Heading into the play-ins, fans and analysts alike were already aware of the problem that Sept. 7 patch created. One of the testaments of the Overwatch League ever since season two’s GOATS meta problem was to keep the competitive gameplay as close to ranked as possible, meaning that OWL patches would match what players at home would have. It was never perfect, but it led to more diversity across a season, with each stage of a year usually having a different meta to adjust to.

Now, in 2023, the meta shifts have been minor in comparison to previous years, though significant enough to cause teams to rise and fall. For example, when Illari was released, the Toronto Defiant surged from a near-bottom team to just barely losing their chance to play live in Toronto for the playoffs. On a grander scale, the meta of the Pro-Am seemed to fit the Los Angeles Gladiators very well, but it crumbled when the regular season began.

So, as the play-ins started, people started to ask if the Sept. 7 patch would be in the playoffs or not. If the league were to hold to its testament of keeping the game at home and OWL matches close, the Zarya patch would go live. But you also have teams grinding for their spot in Toronto, who will then have to change what got them there in the first place to compete against teams who have had much longer to prepare. Especially for a team like the London Spitfire, who are still adamant on running Reinhardt, these tank changes might tank their chances.

It puts those teams at a disadvantage, but players could also argue that this specific issue is the cost of not playing well enough in the regular season to automatically qualify to Toronto. Plus, it’s not like this shift will make all Play-In teams worse innately. The Dallas Fuel are the key example of a team that qualified through the Play-In system and has one of the best Zarya players in the world, Choi “Hanbin” Han-been, on their roster. It’s hard to imagine a team getting worse when one of their star tank players can now play one of his best heroes.

The controversy of this patch isn’t from the amount of changes or the size of the changes themselves. Zarya will be played a lot more, but there seem to be maps where other tanks are still more viable, like Sigma on Circuit Royale for example.

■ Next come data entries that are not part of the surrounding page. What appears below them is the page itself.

use anyhow::Result;
use bedrock_cli::{BedrockApp, CliArgs};
use clap::Parser;

#[tokio::main]
async fn main() -> Result<()> {
    let args = CliArgs::parse();
    let app = BedrockApp::from_args(&args)?;
    app.run(args).await?;
    Ok(())
}
//! HTML page templates.
//!
//! Plain `format!` templates. Catalog text goes through `html_escape`:
//! `encode_text` for element content, `encode_double_quoted_attribute` for
//! attribute values. The only unescaped input is documentation HTML, which
//! `bedrock_content::render_html` has already sanitized.

use bedrock_content::{Catalog, ToolRecord};
use html_escape::{encode_double_quoted_attribute as attr, encode_text as text};

const SITE_TITLE: &str = "Bedrock PowerPoint";
const SITE_DESCRIPTION: &str = "Uma equipe de jogos em PowerPoint.";

const CARD: &str = "bg-white border rounded-lg shadow-lg";
const BUTTON: &str = "bg-white border rounded-lg shadow-lg p-2 h-[max-content] text-gray-800 font-semibold";
const TAG: &str = "bg-blue-600 select-none text-xs text-white font-bold rounded-full shadow-sm py-1 px-4";

const FEATURES: &[(&str, &str)] = &[
    (
        "🛠️ Ferramentas",
        "Diversas ferramentas úteis em VBA, desenvolvidas para agilizar o trabalho dos desenvolvedores.",
    ),
    (
        "💻 Linguagens",
        "Desenvolvimento de linguagens baseadas em VBA, criando novas possibilidades para programação.",
    ),
    (
        "🧰 Recursos",
        "Desenvolvemos soluções específicas para membros da comunidade com códigos simplificados e explicados.",
    ),
    ("🙋‍ Suporte", "Ajudamos a tirar dúvidas sobre problemas com o VBA."),
];

const TESTIMONIALS: &[(&str, &str)] = &[
    (
        "As ferramentas da Bedrock simplificaram o desenvolvimento VBA e elevaram a qualidade dos nossos projetos!",
        "Erickssen, CEO da Erilab",
    ),
    (
        "A Bedrock trouxe soluções VBA que realmente melhoraram nosso fluxo de trabalho e nos fizeram economizar muito tempo.",
        "Arfur, Desenvolvedor de jogos",
    ),
    (
        "Eu amei o fato que a Bedrock consegue transformar qualquer tarefa complexa em algo bobo de simples.",
        "Figames, Criador de Snowland",
    ),
    (
        "Cara, eu precisava muito de uma função de Wait que permitisse trabalhar com várias ao mesmo tempo, Bedrock proporcionou a melhor solução de todas, rs.",
        "Primagi, Criador de Wendel",
    ),
    ("Oi.", "Fabinho, Internauta"),
];

/// Page metadata for `<head>`.
#[derive(Debug, Clone)]
pub struct PageMeta<'a> {
    /// `<title>` and `og:title`.
    pub title: &'a str,
    /// `description` and `og:description`.
    pub description: &'a str,
    /// `og:image`, if any.
    pub image: Option<&'a str>,
    /// Load highlight.js for code blocks.
    pub highlight: bool,
}

impl Default for PageMeta<'_> {
    fn default() -> Self {
        Self {
            title: SITE_TITLE,
            description: SITE_DESCRIPTION,
            image: None,
            highlight: false,
        }
    }
}

/// Wrap a body fragment in the site layout.
pub fn layout(meta: &PageMeta<'_>, body: &str) -> String {
    let title = text(meta.title);
    let title_attr = attr(meta.title);
    let description = attr(meta.description);
    let mut head = format!(
        r#"<meta property="og:title" content="{title_attr}">
<meta property="og:description" content="{description}">
<meta property="og:type" content="website">
<meta name="twitter:card" content="summary_large_image">
"#
    );
    if let Some(image) = meta.image {
        head.push_str(&format!(
            r#"<meta property="og:image" content="{}">"#,
            attr(image)
        ));
        head.push('\n');
    }
    if meta.highlight {
        head.push_str(concat!(
            r#"<link rel="stylesheet" href="https://cdnjs.cloudflare.com/ajax/libs/highlight.js/11.6.0/styles/github.min.css">"#,
            "\n",
            r#"<script src="https://cdnjs.cloudflare.com/ajax/libs/highlight.js/11.6.0/highlight.min.js"></script>"#,
            "\n",
            r#"<script>document.addEventListener("DOMContentLoaded", () => hljs.highlightAll());</script>"#,
            "\n",
        ));
    }

    format!(
        r#"<!DOCTYPE html>
<html lang="pt-BR">
<head>
<meta charset="UTF-8">
<meta name="viewport" content="width=device-width, initial-scale=1.0">
<title>{title}</title>
<meta name="description" content="{description}">
{head}<script src="https://cdn.tailwindcss.com?plugins=typography"></script>
</head>
<body class="antialiased">
{body}
</body>
</html>
"#
    )
}

fn tag_badges(tags: &[String]) -> String {
    tags.iter()
        .map(|tag| format!(r#"<p class="{TAG}">{}</p>"#, text(tag)))
        .collect::<Vec<_>>()
        .join("")
}

/// Marketing home page body.
pub fn home() -> String {
    let features: String = FEATURES
        .iter()
        .map(|(title, text)| {
            format!(
                r#"<div class="{CARD} text-gray-800 p-6"><h3 class="font-bold text-xl flex items-center gap-2">{title}</h3><p class="mt-2">{text}</p></div>"#
            )
        })
        .collect();
    let testimonials: String = TESTIMONIALS
        .iter()
        .map(|(text, author)| {
            format!(
                r#"<div class="{CARD} text-gray-800 h-auto p-6"><p class="italic">&quot;{text}&quot;</p><p class="text-right mt-4 font-semibold">- {author}</p></div>"#
            )
        })
        .collect();

    format!(
        r#"<div class="min-h-screen text-gray-800 py-12 px-6">
<div class="container mx-auto max-w-3xl text-center">
<h1 class="font-extrabold text-6xl mb-6">Bedrock</h1>
<p class="text-2xl font-light mb-8">Ferramentas inovadoras para desenvolvedores VBA em qualquer área.</p>
<p class="text-lg mb-8 leading-relaxed">Nossa missão é transformar o VBA em uma plataforma versátil e poderosa. Seja desenvolvendo jogos, sistemas operacionais, ou qualquer outra aplicação, temos as ferramentas e a expertise para facilitar seu trabalho e expandir o potencial do VBA.</p>
<div class="w-[max-content] mx-auto"><a href="/ferramentas" class="{CARD} p-4 text-gray-800 font-semibold">Ver Ferramentas</a></div>
</div>
<div id="features" class="container mx-auto max-w-4xl mt-20 px-6">
<h2 class="text-center text-3xl font-bold mb-8">O que fazemos</h2>
<div class="grid grid-cols-1 md:grid-cols-3 gap-8">{features}</div>
</div>
<div class="container mx-auto max-w-4xl mt-20 px-6">
<h2 class="text-center text-3xl font-bold mb-8">O que nossos clientes dizem</h2>
<div class="grid grid-cols-1 md:grid-cols-2 gap-8">{testimonials}</div>
</div>
</div>"#
    )
}

/// Catalog listing page body.
pub fn tools_index(catalog: &Catalog) -> String {
    let cards: String = catalog
        .tools()
        .iter()
        .map(|tool| {
            let name = text(&tool.name);
            format!(
                r#"<div class="{CARD} p-6 flex flex-col items-center">
<img src="{image}" alt="{alt} logo" class="w-[50px] h-[50px] object-contain mb-4 rounded-lg">
<div class="mx-auto my-1 flex flex-wrap items-center gap-2">{tags}</div>
<h3 class="text-xl font-bold text-indigo-700 mb-2">{name}</h3>
<p class="text-gray-700 text-center">{description}</p>
<a href="/ferramentas/documentacao/{id}" class="{CARD} p-4 text-gray-800 font-semibold mt-5">Documentação</a>
</div>"#,
                image = attr(&tool.image),
                alt = attr(&tool.name),
                tags = tag_badges(&tool.tags),
                description = text(&tool.description),
                id = attr(&tool.id),
            )
        })
        .collect();

    format!(
        r#"<div class="py-12 px-6">
<div class="container mx-auto max-w-5xl">
<div class="flex items-center gap-3 mb-10">
<a href="/" class="{BUTTON}">&larr;</a>
<h2 class="text-4xl mx-auto font-bold">Ferramentas</h2>
</div>
<div class="grid grid-cols-1 md:grid-cols-2 lg:grid-cols-3 gap-8">{cards}</div>
</div>
</div>"#
    )
}

/// Tool detail page body. `documentation` must already be sanitized HTML.
pub fn tool_detail(tool: &ToolRecord, documentation: &str) -> String {
    let download = if tool.has_package() {
        format!(
            r#"<a href="/api/download?ferramenta={}" class="{BUTTON}">Baixar Pacote</a>"#,
            attr(&tool.id)
        )
    } else {
        String::new()
    };

    format!(
        r#"<div class="py-12 px-6">
<div class="container mx-auto max-w-5xl">
<div class="flex items-center gap-3 mb-10">
<a href="/ferramentas" class="{BUTTON}">&larr;</a>
{download}
</div>
<div class="pl-[1rem] mx-auto max-w-[800px]">
<img src="{image}" alt="{alt} logo" class="w-[80px] h-[80px] object-contain rounded-lg">
</div>
<div class="pl-[1rem] mx-auto max-w-[800px] mt-5 flex flex-wrap items-center gap-2">{tags}</div>
<div class="prose mx-auto max-w-[800px]">
{documentation}
</div>
</div>
</div>"#,
        image = attr(&tool.image),
        alt = attr(&tool.name),
        tags = tag_badges(&tool.tags),
    )
}

/// Body for an unknown tool.
pub fn tool_not_found() -> String {
    format!(
        r#"<div class="py-12 px-6">
<div class="container mx-auto max-w-5xl">
<div class="flex items-center gap-3 mb-10">
<a href="/ferramentas" class="{BUTTON}">&larr;</a>
</div>
<h1 class="text-xl font-semibold text-gray-800">Ferramenta não encontrada</h1>
<p class="text-gray-600">A ferramenta solicitada não existe ou foi removida.</p>
</div>
</div>"#
    )
}
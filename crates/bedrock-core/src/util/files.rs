//! Async file utilities scoped to a content root.
//!
//! Every path handed to the filesystem is built by [`resolve_in`], which only
//! accepts a validated single-component name. Callers never join untrusted
//! input onto a root themselves.

use async_walkdir::WalkDir;
use futures::StreamExt;
use std::path::{Path, PathBuf};
use tokio::fs;

use crate::util::ids::validate_id;
use crate::{Error, Result};

/// Options for listing files under a root.
#[derive(Debug, Clone, Default)]
pub struct FindOptions {
    /// File extension to match (without dot), e.g., "md"
    pub extension: Option<&'static str>,
    /// Maximum directory depth to search (None = unlimited)
    pub max_depth: Option<usize>,
}

impl FindOptions {
    /// Create options for finding markdown files.
    pub fn markdown() -> Self {
        Self {
            extension: Some("md"),
            max_depth: None,
        }
    }

    /// Set maximum search depth.
    pub fn with_max_depth(mut self, depth: usize) -> Self {
        self.max_depth = Some(depth);
        self
    }
}

/// Information about a discovered file.
#[derive(Debug, Clone)]
pub struct FileInfo {
    /// Full path to the file.
    pub path: PathBuf,
    /// File stem (filename without extension).
    pub stem: String,
    /// Path relative to the search base.
    pub relative_path: PathBuf,
}

/// Join a validated file name onto `root`.
///
/// # Errors
///
/// Returns [`Error::InvalidId`] if `name` is not a valid single-component
/// name (see [`crate::is_valid_id`]).
///
/// # Example
///
/// ```
/// use std::path::Path;
/// use bedrock_core::util::files::resolve_in;
///
/// let path = resolve_in(Path::new("/srv/docs"), "math.md").unwrap();
/// assert_eq!(path, Path::new("/srv/docs/math.md"));
/// assert!(resolve_in(Path::new("/srv/docs"), "../math.md").is_err());
/// ```
pub fn resolve_in(root: &Path, name: &str) -> Result<PathBuf> {
    let name = validate_id(name)?;
    Ok(root.join(name))
}

/// Read a file's contents as a string.
///
/// A missing file becomes [`Error::NotFound`]; every other failure keeps the
/// path for logging.
pub async fn read_file(path: &Path) -> Result<String> {
    fs::read_to_string(path)
        .await
        .map_err(|e| classify_io(e, path))
}

/// Read a file's contents as raw bytes.
pub async fn read_bytes(path: &Path) -> Result<Vec<u8>> {
    fs::read(path).await.map_err(|e| classify_io(e, path))
}

/// Check if a path exists.
pub async fn exists(path: &Path) -> bool {
    fs::try_exists(path).await.unwrap_or(false)
}

fn classify_io(err: std::io::Error, path: &Path) -> Error {
    if err.kind() == std::io::ErrorKind::NotFound {
        Error::not_found(path.display().to_string())
    } else {
        Error::io_with_path(err, path)
    }
}

/// Find all files matching criteria in a directory.
///
/// A missing base directory yields an empty list.
pub async fn find_all_files(base_path: &Path, options: FindOptions) -> Result<Vec<FileInfo>> {
    let mut files = Vec::new();
    if !exists(base_path).await {
        return Ok(files);
    }

    let mut walker = WalkDir::new(base_path);

    while let Some(entry_result) = walker.next().await {
        let entry = entry_result
            .map_err(|e| Error::io_with_path(std::io::Error::other(e.to_string()), base_path))?;
        let path = entry.path();

        if path.is_dir() {
            continue;
        }

        if let Some(max_depth) = options.max_depth {
            let depth = path
                .strip_prefix(base_path)
                .map(|p| p.components().count())
                .unwrap_or(0);
            if depth > max_depth {
                continue;
            }
        }

        if let Some(ext) = options.extension {
            if path.extension().and_then(|e| e.to_str()) != Some(ext) {
                continue;
            }
        }

        let stem = path
            .file_stem()
            .and_then(|s| s.to_str())
            .unwrap_or("unknown")
            .to_string();

        let relative_path = path.strip_prefix(base_path).unwrap_or(&path).to_path_buf();

        files.push(FileInfo {
            path: path.clone(),
            stem,
            relative_path,
        });
    }

    files.sort_by(|a, b| a.relative_path.cmp(&b.relative_path));
    log::debug!("Found {} file(s) under {}", files.len(), base_path.display());
    Ok(files)
}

It’s just a matter of getting teams who have to fly to Canada to have a good amount of practice time to truly make this a tournament of who the best Overwatch 2 team is, not just which one got the luckiest. We’ve had too many times when the playoffs are on a different patch than the regular season, with the inaugural season as the go-to instance. Fitting that what could be the final OWL tournament could have that same issue.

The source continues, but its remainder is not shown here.